▶ **Exercise aim**:
Please give back, word for word, each line from the start of the entries through the one in which "use tokio::net::TcpStream;" is found.

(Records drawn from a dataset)
────

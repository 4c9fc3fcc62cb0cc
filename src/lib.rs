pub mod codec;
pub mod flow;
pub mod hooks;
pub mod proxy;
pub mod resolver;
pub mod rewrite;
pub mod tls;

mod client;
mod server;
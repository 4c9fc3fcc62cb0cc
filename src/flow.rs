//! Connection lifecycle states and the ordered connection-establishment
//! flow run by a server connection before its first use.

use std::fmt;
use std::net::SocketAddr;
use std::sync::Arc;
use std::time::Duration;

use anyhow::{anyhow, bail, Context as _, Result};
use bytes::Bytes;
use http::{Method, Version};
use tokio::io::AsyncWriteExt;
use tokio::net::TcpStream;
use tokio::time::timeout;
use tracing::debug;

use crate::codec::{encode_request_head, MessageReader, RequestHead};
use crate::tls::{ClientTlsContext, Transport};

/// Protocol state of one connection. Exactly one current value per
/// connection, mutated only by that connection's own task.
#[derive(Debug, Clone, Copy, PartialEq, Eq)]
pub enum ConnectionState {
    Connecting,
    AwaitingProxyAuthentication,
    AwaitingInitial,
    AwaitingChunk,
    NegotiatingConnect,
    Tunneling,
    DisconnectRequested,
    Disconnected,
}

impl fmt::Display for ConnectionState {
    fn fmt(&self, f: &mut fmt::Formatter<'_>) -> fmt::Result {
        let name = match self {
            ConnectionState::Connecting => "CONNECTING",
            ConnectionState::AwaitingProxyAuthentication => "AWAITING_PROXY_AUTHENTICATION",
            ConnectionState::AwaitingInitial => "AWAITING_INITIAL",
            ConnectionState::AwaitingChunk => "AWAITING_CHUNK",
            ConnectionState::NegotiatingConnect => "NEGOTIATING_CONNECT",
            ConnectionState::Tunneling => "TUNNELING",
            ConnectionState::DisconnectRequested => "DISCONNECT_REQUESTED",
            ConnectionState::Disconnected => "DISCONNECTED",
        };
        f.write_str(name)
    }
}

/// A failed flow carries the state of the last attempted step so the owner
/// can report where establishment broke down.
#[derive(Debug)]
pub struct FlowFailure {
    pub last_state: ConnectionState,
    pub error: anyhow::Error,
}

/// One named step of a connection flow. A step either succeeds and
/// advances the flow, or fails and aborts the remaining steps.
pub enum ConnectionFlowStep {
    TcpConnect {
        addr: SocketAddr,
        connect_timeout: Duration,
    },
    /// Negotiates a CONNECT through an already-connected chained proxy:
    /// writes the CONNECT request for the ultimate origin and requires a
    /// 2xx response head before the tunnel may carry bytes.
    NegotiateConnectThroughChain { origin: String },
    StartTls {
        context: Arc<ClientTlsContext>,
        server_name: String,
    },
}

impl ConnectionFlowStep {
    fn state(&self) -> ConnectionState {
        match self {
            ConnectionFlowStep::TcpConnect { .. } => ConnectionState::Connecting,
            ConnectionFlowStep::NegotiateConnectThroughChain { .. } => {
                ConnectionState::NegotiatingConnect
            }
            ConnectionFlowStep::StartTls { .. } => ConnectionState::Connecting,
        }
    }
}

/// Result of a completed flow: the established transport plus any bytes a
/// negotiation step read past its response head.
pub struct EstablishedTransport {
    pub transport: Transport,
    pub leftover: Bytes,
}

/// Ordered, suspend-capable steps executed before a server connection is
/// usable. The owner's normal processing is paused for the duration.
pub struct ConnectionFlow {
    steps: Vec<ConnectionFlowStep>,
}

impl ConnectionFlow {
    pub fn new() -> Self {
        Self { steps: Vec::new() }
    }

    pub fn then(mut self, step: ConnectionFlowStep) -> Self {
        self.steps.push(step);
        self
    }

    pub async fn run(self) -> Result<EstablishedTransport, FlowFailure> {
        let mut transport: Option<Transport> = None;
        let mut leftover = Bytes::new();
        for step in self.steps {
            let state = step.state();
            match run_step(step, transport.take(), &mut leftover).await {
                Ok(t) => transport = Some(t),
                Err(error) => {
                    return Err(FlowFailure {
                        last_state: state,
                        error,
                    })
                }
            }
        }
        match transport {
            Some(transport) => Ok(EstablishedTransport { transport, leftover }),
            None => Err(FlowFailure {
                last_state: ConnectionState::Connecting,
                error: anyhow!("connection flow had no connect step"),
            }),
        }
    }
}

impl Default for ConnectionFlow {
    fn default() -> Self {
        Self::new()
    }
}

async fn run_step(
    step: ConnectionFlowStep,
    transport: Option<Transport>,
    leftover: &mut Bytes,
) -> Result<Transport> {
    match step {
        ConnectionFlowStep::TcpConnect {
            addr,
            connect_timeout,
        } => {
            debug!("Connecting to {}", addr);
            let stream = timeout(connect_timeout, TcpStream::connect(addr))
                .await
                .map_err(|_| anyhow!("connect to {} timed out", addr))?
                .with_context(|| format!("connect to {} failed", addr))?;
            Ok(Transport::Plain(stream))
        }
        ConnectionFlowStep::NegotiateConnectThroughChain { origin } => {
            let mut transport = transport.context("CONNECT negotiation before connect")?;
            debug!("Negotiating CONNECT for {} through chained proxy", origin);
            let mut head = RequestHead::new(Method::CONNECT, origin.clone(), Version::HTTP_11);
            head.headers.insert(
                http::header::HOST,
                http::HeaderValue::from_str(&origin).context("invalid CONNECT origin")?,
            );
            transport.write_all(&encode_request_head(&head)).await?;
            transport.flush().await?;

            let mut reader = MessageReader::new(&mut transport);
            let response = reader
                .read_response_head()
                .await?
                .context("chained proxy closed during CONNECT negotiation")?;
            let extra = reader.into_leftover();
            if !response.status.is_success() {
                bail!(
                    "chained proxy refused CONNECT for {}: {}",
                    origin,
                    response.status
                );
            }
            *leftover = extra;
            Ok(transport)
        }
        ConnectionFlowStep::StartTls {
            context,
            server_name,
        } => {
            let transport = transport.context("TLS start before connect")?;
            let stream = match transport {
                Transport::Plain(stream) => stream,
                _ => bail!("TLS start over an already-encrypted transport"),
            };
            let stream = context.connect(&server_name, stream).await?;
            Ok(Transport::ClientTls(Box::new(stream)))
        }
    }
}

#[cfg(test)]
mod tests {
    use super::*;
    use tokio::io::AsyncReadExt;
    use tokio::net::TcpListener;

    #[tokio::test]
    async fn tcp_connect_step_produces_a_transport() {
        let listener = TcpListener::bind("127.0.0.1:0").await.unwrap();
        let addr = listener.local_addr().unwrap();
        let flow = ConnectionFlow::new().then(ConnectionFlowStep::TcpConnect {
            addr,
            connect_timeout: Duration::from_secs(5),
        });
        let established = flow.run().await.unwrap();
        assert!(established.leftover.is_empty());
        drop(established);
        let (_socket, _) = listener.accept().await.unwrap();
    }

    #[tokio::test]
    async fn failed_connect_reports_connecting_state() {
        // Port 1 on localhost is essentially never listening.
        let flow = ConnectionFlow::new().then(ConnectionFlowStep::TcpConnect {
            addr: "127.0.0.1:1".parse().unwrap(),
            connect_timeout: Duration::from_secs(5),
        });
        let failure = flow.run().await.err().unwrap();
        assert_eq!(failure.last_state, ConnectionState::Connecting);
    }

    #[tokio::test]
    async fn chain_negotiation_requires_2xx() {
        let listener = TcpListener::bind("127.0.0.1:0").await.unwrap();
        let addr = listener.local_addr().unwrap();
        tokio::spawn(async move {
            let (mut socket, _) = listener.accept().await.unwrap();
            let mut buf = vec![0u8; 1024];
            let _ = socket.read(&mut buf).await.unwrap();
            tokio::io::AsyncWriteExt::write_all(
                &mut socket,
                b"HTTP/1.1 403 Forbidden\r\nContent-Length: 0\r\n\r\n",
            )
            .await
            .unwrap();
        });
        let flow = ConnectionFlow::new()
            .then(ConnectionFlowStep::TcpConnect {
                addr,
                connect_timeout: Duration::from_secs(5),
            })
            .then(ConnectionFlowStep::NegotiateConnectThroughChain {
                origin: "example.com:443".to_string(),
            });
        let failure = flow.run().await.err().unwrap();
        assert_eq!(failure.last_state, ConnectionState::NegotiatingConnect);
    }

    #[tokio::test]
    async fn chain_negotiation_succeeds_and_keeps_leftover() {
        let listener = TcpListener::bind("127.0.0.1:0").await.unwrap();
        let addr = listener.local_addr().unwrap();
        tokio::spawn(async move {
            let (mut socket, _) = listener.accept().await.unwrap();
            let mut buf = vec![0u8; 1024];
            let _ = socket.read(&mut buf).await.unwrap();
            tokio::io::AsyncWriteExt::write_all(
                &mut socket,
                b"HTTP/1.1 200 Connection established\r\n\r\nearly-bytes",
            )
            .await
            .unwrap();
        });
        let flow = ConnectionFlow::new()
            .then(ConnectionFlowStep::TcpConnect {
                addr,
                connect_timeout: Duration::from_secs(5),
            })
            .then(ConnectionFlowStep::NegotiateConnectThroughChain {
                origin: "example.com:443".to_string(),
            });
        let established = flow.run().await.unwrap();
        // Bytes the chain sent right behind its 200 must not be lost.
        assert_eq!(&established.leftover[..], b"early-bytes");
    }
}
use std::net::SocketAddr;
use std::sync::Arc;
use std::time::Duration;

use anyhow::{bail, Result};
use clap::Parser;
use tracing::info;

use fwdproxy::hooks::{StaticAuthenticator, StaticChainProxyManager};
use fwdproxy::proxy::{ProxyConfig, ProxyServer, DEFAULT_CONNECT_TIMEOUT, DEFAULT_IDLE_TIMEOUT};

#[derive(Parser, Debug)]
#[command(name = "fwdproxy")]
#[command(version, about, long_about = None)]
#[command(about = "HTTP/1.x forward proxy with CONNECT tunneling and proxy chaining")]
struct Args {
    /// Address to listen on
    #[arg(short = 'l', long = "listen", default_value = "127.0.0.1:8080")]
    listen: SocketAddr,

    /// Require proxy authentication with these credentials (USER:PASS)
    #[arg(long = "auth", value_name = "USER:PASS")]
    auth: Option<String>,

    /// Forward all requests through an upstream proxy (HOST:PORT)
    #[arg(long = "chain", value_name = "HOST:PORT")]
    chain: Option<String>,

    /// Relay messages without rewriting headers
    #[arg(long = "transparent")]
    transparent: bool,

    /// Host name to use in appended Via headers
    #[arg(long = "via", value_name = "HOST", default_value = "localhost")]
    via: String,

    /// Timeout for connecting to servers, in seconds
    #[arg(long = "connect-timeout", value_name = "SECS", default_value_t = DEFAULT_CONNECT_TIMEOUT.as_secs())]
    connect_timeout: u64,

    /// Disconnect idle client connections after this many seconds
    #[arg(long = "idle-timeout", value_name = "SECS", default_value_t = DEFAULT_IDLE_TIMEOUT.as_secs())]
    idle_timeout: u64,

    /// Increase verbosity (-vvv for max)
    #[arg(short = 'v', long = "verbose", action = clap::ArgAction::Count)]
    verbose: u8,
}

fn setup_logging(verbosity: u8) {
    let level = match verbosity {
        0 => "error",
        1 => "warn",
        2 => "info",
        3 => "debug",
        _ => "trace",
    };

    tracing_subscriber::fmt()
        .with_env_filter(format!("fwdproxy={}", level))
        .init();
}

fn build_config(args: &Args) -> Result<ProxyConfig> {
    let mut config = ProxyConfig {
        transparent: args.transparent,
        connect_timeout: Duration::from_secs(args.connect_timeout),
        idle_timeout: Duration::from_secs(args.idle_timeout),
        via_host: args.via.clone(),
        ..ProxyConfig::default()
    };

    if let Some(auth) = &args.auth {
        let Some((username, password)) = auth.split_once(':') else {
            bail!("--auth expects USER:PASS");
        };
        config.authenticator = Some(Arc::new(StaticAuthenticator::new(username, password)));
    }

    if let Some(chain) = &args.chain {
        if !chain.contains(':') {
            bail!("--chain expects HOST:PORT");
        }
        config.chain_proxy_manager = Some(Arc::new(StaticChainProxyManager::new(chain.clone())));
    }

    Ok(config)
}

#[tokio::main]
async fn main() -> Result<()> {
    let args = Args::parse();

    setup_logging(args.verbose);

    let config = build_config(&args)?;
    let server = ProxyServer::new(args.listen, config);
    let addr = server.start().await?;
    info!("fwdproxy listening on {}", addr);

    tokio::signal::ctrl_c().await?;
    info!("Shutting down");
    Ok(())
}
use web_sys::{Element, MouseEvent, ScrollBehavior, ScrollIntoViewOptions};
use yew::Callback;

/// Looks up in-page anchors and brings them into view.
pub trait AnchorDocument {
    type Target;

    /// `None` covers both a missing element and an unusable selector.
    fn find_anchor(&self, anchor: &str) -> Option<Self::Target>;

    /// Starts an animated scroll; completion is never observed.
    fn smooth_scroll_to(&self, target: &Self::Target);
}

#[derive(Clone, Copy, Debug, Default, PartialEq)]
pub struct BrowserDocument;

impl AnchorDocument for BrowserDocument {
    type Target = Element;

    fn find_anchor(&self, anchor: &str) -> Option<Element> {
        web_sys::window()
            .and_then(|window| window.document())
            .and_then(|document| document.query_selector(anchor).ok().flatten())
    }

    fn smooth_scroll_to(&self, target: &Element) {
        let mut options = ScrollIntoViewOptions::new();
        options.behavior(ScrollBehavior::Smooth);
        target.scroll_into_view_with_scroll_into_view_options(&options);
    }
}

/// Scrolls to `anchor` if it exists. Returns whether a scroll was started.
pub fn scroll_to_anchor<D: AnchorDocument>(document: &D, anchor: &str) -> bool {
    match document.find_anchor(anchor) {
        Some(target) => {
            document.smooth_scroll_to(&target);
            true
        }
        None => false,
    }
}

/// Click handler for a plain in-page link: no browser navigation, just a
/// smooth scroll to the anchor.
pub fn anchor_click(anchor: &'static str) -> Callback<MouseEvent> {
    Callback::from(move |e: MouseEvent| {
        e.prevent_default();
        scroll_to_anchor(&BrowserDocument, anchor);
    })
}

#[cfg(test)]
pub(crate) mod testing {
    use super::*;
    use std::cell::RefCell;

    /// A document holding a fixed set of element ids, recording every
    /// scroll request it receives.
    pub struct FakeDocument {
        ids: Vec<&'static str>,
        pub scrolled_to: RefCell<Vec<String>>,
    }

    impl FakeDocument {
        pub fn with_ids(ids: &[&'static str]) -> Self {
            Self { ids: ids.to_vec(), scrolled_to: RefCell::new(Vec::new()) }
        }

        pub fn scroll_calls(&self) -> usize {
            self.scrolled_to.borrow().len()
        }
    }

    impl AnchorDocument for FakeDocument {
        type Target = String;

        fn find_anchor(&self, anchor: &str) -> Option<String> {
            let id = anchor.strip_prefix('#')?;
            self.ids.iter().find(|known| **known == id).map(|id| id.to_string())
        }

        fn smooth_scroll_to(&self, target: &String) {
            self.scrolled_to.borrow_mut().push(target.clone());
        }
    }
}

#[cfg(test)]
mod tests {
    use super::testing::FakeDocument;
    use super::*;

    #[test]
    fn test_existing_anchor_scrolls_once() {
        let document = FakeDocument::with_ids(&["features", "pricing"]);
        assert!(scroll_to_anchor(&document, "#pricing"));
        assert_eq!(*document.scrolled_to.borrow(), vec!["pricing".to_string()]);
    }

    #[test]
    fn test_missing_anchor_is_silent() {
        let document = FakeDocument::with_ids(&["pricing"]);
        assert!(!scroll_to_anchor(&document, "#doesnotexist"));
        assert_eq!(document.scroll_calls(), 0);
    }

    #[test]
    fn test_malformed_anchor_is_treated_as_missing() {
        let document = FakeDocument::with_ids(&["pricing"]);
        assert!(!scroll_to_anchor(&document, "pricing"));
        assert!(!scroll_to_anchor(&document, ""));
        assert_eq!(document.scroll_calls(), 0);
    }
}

────

▶ **Completed task**:
repository 4c9fc3fcc62cb0cc
filename src/lib.rs
pub mod codec;
pub mod flow;
pub mod hooks;
pub mod proxy;
pub mod resolver;
pub mod rewrite;
pub mod tls;

mod client;
mod server;
repository 4c9fc3fcc62cb0cc
filename src/flow.rs
//! Connection lifecycle states and the ordered connection-establishment
//! flow run by a server connection before its first use.

use std::fmt;
use std::net::SocketAddr;
use std::sync::Arc;
use std::time::Duration;

use anyhow::{anyhow, bail, Context as _, Result};
use bytes::Bytes;
use http::{Method, Version};
use tokio::io::AsyncWriteExt;
use tokio::net::TcpStream;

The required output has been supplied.